Hay muchos factores que aumentan el riesgo de SIBO. Algunos de los más comunes incluyen:
· Enfermedad celíaca
· Síndrome del intestino irritable
· Diabetes
· Hipoclorhidria

· Divertículos del intestino delgado
· Resección gástrica
· Medicamentos supresores de ácido gástrico (por ejemplo, inhibidores de la bomba de
protones)

¿Cuáles son los síntomas típicos de SIBO?
Típicamente (pero no siempre) los síntomas se presentan como molestias gastrointestinales e incluyen:
· Hinchazón / gas
· Flatulencia / eructos
· Dolor / calambres abdominales
· Problemas de motilidad – diarrea / estreñimiento
· Reflujo gastrointestinal
· Acidez estomacal
· Náuseas

SIBO se asocia con muchos trastornos ya sea como una causa subyacente, un efecto
posterior de la enfermedad preexistente o como una condición coexistente.

Estas condiciones incluyen:
· Acné común
· Anemia
· Espondilitis anquilosante
· Enfermedad celíaca
· Fibrosis quística
· Síndrome de fatiga crónica
· Diabetes
· Fibromialgia
· Gastroparesia
· ERGE (enfermedad por reflujo gastroesofágico), ERGE y PPI
· Infección por H. pylori
· Hipoclorhidria (bajo ácido estomacal)
· Hipotiroidismo / Enf. De Hashimoto

· IBD (síndrome inflamatorio intestinal)
· Cistitis intersticial
· Intestino permeable
· Obesidad
· Enfermedad de Parkinson
· Síndrome de piernas inquietas
· Artritis Reumatoide

Pruebas para SIBO

SIBO Prueba de aliento
La prueba de aliento mide el hidrógeno y el gas metano producido por las bacterias en el
intestino delgado que se ha dispersado en la sangre, y luego en los pulmones, para su espiración.
Después de un ayuno nocturno, el paciente respira en un tubo con una bolsa adherida. Las bolsas miden los gases que expiran de los pulmones. La primera lectura se conoce como lectura basal. Luego se le da al paciente una solución para beber que contiene lactulosa y luego se le pide que respire en el tubo a intervalos de 20 minutos.
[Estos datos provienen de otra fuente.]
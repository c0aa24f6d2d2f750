//! Postgres-backed stores.
//!
//! Upserts use `INSERT .. ON CONFLICT DO UPDATE` so superseding a record is
//! a single atomic statement, and `consume` deletes the challenge in the
//! same statement that matches it.

use anyhow::{Context, Result};
use async_trait::async_trait;
use sqlx::{PgPool, Row};
use tracing::Instrument;

use super::{OtpChallenge, OtpStore, Session, SessionStore, User, UserStore};

#[derive(Clone)]
pub struct PgStore {
    pool: PgPool,
}

impl PgStore {
    #[must_use]
    pub fn new(pool: PgPool) -> Self {
        Self { pool }
    }
}

fn query_span(operation: &str, statement: &str) -> tracing::Span {
    tracing::info_span!(
        "db.query",
        db.system = "postgresql",
        db.operation = operation,
        db.statement = statement
    )
}

#[async_trait]
impl UserStore for PgStore {
    async fn upsert(&self, user: User) -> Result<()> {
        let query = r"
            INSERT INTO users (email, password_hash, name, phone, address)
            VALUES ($1, $2, $3, $4, $5)
            ON CONFLICT (email) DO UPDATE SET
                password_hash = EXCLUDED.password_hash,
                name = EXCLUDED.name,
                phone = EXCLUDED.phone,
                address = EXCLUDED.address,
                updated_at = NOW()
        ";
        sqlx::query(query)
            .bind(&user.email)
            .bind(&user.password_hash)
            .bind(&user.name)
            .bind(&user.phone)
            .bind(&user.address)
            .execute(&self.pool)
            .instrument(query_span("INSERT", query))
            .await
            .context("failed to upsert user")?;
        Ok(())
    }

    async fn find_by_email(&self, email: &str) -> Result<Option<User>> {
        let query = "SELECT email, password_hash, name, phone, address FROM users WHERE email = $1";
        let row = sqlx::query(query)
            .bind(email)
            .fetch_optional(&self.pool)
            .instrument(query_span("SELECT", query))
            .await
            .context("failed to lookup user")?;

        Ok(row.map(|row| User {
            email: row.get("email"),
            password_hash: row.get("password_hash"),
            name: row.get("name"),
            phone: row.get("phone"),
            address: row.get("address"),
        }))
    }

    async fn list_all(&self) -> Result<Vec<User>> {
        let query =
            "SELECT email, password_hash, name, phone, address FROM users ORDER BY email";
        let rows = sqlx::query(query)
            .fetch_all(&self.pool)
            .instrument(query_span("SELECT", query))
            .await
            .context("failed to list users")?;

        Ok(rows
            .into_iter()
            .map(|row| User {
                email: row.get("email"),
                password_hash: row.get("password_hash"),
                name: row.get("name"),
                phone: row.get("phone"),
                address: row.get("address"),
            })
            .collect())
    }
}

#[async_trait]
impl OtpStore for PgStore {
    async fn upsert(&self, challenge: OtpChallenge) -> Result<()> {
        let query = r"
            INSERT INTO otp_challenges (email, code, expires_at)
            VALUES ($1, $2, $3)
            ON CONFLICT (email) DO UPDATE SET
                code = EXCLUDED.code,
                expires_at = EXCLUDED.expires_at,
                created_at = NOW()
        ";
        sqlx::query(query)
            .bind(&challenge.email)
            .bind(&challenge.code)
            .bind(challenge.expires_at)
            .execute(&self.pool)
            .instrument(query_span("INSERT", query))
            .await
            .context("failed to upsert OTP challenge")?;
        Ok(())
    }

    async fn find_by_email(&self, email: &str) -> Result<Option<OtpChallenge>> {
        let query = "SELECT email, code, expires_at FROM otp_challenges WHERE email = $1";
        let row = sqlx::query(query)
            .bind(email)
            .fetch_optional(&self.pool)
            .instrument(query_span("SELECT", query))
            .await
            .context("failed to lookup OTP challenge")?;

        Ok(row.map(|row| OtpChallenge {
            email: row.get("email"),
            code: row.get("code"),
            expires_at: row.get("expires_at"),
        }))
    }

    async fn consume(&self, email: &str, code: &str) -> Result<bool> {
        // Match and delete in one statement so a validated code cannot be
        // replayed by a concurrent request.
        let query = r"
            DELETE FROM otp_challenges
            WHERE email = $1
              AND code = $2
              AND expires_at > NOW()
            RETURNING email
        ";
        let row = sqlx::query(query)
            .bind(email)
            .bind(code)
            .fetch_optional(&self.pool)
            .instrument(query_span("DELETE", query))
            .await
            .context("failed to consume OTP challenge")?;
        Ok(row.is_some())
    }

    async fn delete_by_email(&self, email: &str) -> Result<()> {
        // Deleting an absent challenge is fine; no rows affected.
        let query = "DELETE FROM otp_challenges WHERE email = $1";
        sqlx::query(query)
            .bind(email)
            .execute(&self.pool)
            .instrument(query_span("DELETE", query))
            .await
            .context("failed to delete OTP challenge")?;
        Ok(())
    }
}

#[async_trait]
impl SessionStore for PgStore {
    async fn insert(&self, token_hash: Vec<u8>, session: Session) -> Result<()> {
        let query = r"
            INSERT INTO sessions (token_hash, email, expires_at)
            VALUES ($1, $2, $3)
        ";
        sqlx::query(query)
            .bind(token_hash)
            .bind(&session.email)
            .bind(session.expires_at)
            .execute(&self.pool)
            .instrument(query_span("INSERT", query))
            .await
            .context("failed to insert session")?;
        Ok(())
    }

    async fn find_by_hash(&self, token_hash: &[u8]) -> Result<Option<Session>> {
        let query = r"
            SELECT email, expires_at
            FROM sessions
            WHERE token_hash = $1
              AND expires_at > NOW()
            LIMIT 1
        ";
        let row = sqlx::query(query)
            .bind(token_hash)
            .fetch_optional(&self.pool)
            .instrument(query_span("SELECT", query))
            .await
            .context("failed to lookup session")?;

        Ok(row.map(|row| Session {
            email: row.get("email"),
            expires_at: row.get("expires_at"),
        }))
    }
}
La producción de hidrógeno y metano se mide en partes por millón en cada intervalo de 20 minutos desde el inicio, durante las próximas 3 horas.
Algunos laboratorios pueden probar durante un período de tiempo más corto, pero 3 horas es lo habitual.
La lactulosa es el azúcar de elección ya que es bastante poco absorbido, en general en aquellas personas con SIBO, la malabsorción se observará antes.

Interpretando resultados
Normalmente hay un pico en la producción de hidrógeno dos horas después de la ingestión de lactulosa, lo que refleja el paso de este carbohidrato no absorbible al colon.
Con un tránsito intestinal más lento, la aparición del pico de hidrógeno puede retrasarse. Esto también ocurre cuando hay una producción significativa de metano.
En SIBO también hay un pico más temprano de producción de hidrógeno, lo que refleja la descomposición de lactulosa en el yeyuno y el íleon.

Una lectura alta de metano se asocia con tránsito intestinal lento y estreñimiento.

TRATAMIENTO
Hay varios enfoques para tratar SIBO. Dependerá del individuo, síntomas y respuesta al
tratamiento. En cualquier caso, se deben seguir las pautas establecidas por el médico.
Habitualmente:


· Antibióticos – rifaximina y / o neomicina: estos son prácticamente no absorbibles, por lo
tanto permanecen en los intestinos. Como tales, no se espera que causen efectos
secundarios sistémicos.


· Hierbas – la investigación ha confirmado la posible eficacia de ingredientes botánicos,
incluida la alicina del ajo, el orégano, la berberina y la canela.


· Dieta: es necesaria una dieta que reduzca los carbohidratos, especialmente los
FODMAP. Las restricciones se deben ir modificando a medida que el cliente mejora.


Además, los profesionales pueden emplear otras medidas de apoyo digestivo, como enzimas digestivas, hidrocloruro de betaína y magnesio.


· Los factores de estilo de vida (manejo del estrés, sueño) también deben abordarse.